Der Streit ums Bürgergeld hat ein neues Level erreicht. Geblieben ist der Umstand, dass nach wie vor Arbeiter gegen Bürgergeldempfänger ausgespielt werden. Mit fatalen Folgen. Der Riss durch die Gesellschaft wird immer tiefer. Und das, obwohl die Bundesbürger die jüngste Anpassung der Regelsätze zum Jahr 2024 in der Mehrheit – wenn auch nur knapp – für gerechtfertigt gehalten. Allerdings monieren viele: Arbeit lohnt sich nicht mehr.

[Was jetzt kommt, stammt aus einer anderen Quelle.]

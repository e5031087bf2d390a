//! Tracing subscriber setup for the CLI

use tracing_subscriber::{fmt, layer::SubscriberExt, util::SubscriberInitExt, EnvFilter};

/// Install the global tracing subscriber
///
/// `RUST_LOG` takes precedence; without it the default level is `info`,
/// or `debug` when verbose output is requested. Installing twice is a
/// no-op, which keeps repeated calls in tests harmless.
pub fn init(verbose: bool) {
    let default_level = if verbose { "debug" } else { "info" };
    let filter =
        EnvFilter::try_from_default_env().unwrap_or_else(|_| EnvFilter::new(default_level));

    let _ = tracing_subscriber::registry()
        .with(filter)
        .with(fmt::layer().with_target(false))
        .try_init();
}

Stimmungsmache gegen Betroffene
Was passiert, wenn plötzlich jeder zum Experten für das Bürgergeld, Regelsätze, Kosten für Unterkunft und Heizung sowie das allgemeine Lohnniveau wird, zeigt sich in den sozialen Medien. Tabellen und Berechnungen, die beweisen sollen, dass Bürgergeldempfänger (fast) immer mehr in der Tasche haben, als jemand, der arbeitet, machen die Runde. Und sie zeigen Wirkung. Die Stimmung gegen Bürgergeld-Bedürftige verdüstert sich zusehends.
Umfrage zu den Bürgergeld-Regelsätzen
Das spiegelt sich auch in einer Umfrage der „Bild“ wider. 1.005 Personen wurden gefragt, ob sie den Eindruck hätten, dass sich Arbeit noch lohne, und ob die um knapp zwölf Prozent höheren Bürgergeld-Regelsätze gerechtfertigt seien.
Bürgergeld wird 2024 auf 563 Euro steigen
Arbeit lohnt sich nicht
Die Mehrheit von 52 Prozent sagt, Arbeit lohne sich nicht mehr. Lediglich 40 Prozent glauben, dass Arbeit sich nach wie vor rentiere. Acht Prozent gaben keine Antwort. Wähler der Ampelparteien sind eher geneigt, der Arbeit den Vorzug zu geben: FDP 54 Prozent, SPD 58 Prozent, Grüne 61 Prozent. Wohingegen bei den übrigen Parteien das Pendel eher zu der Seite schwenkt, die behauptet, Arbeit lohne sich nicht: CDU/CSU 50 Prozent, Linke 56 Prozent, AfD 77 Prozent.
Fortschreibung ist in Ordnung
Blickt man auf die Höhe des Bürgergelds, für einen Single künftig 563 statt wie bisher 502 Euro, bewerten 45 Prozent der Befragten die Anpassung als gerechtfertigt. 44 Prozent sehen das anders und elf Prozent enthielten sich. Während Wähler von SPD (61 Prozent), den Linken (63 Prozent) und der Grünen (72 Prozent) ja zur Fortschreibung sagen, halten Wähler der FDP (46 Prozent), von CDU/CSU (57 Prozent) und der AfD (60 Prozent) die Regelsätze für zu hoch.
Das Thema Lohn wird ausgeblendet
Schade, dass bei dieser Umfrage nur die Höhe des Bürgergelds in den Mittelpunkt gerückt wurde. Denn, ob Arbeit sich lohnt, hängt nun einmal vom Lohn ab. Ein Viertel der Deutschen malocht für unter 14 Euro die Stunde. Und der Mindestlohn steigt zum kommenden Jahr nur um 41 Cent von 12,00 auf 12,41 Euro (plus 3,4 Prozent) und zum Jahr 2025 auf 12,82 Euro. Ist das gerechtfertigt – vor dem Hintergrund der enormen Inflation?
Mindestlohn in Deutschland soll schrittweise auf 12,82 Euro steigen
Vizekanzler hält Mindestlohn für zu gering
Diese Diskrepanz kann nicht einmal Bundeswirtschaftsminister Robert Habeck (Grüne) beantwortet. Darauf hingewiesen, dass die unterschiedliche Erhöhung von Bürgergeld und Mindestlohn ungerecht sei, erklärte er lediglich, das sei im Grunde schwer bis gar nicht zu begründen.
„Ich würde für mich sagen, die Mindestlohnerhöhung ist zu niedrig“,
so Habeck. Daher: Warum werden Bürgergeld-Empfänger an den Pranger gestellt und nicht jene, die den Lohn bewusst niedrig halten?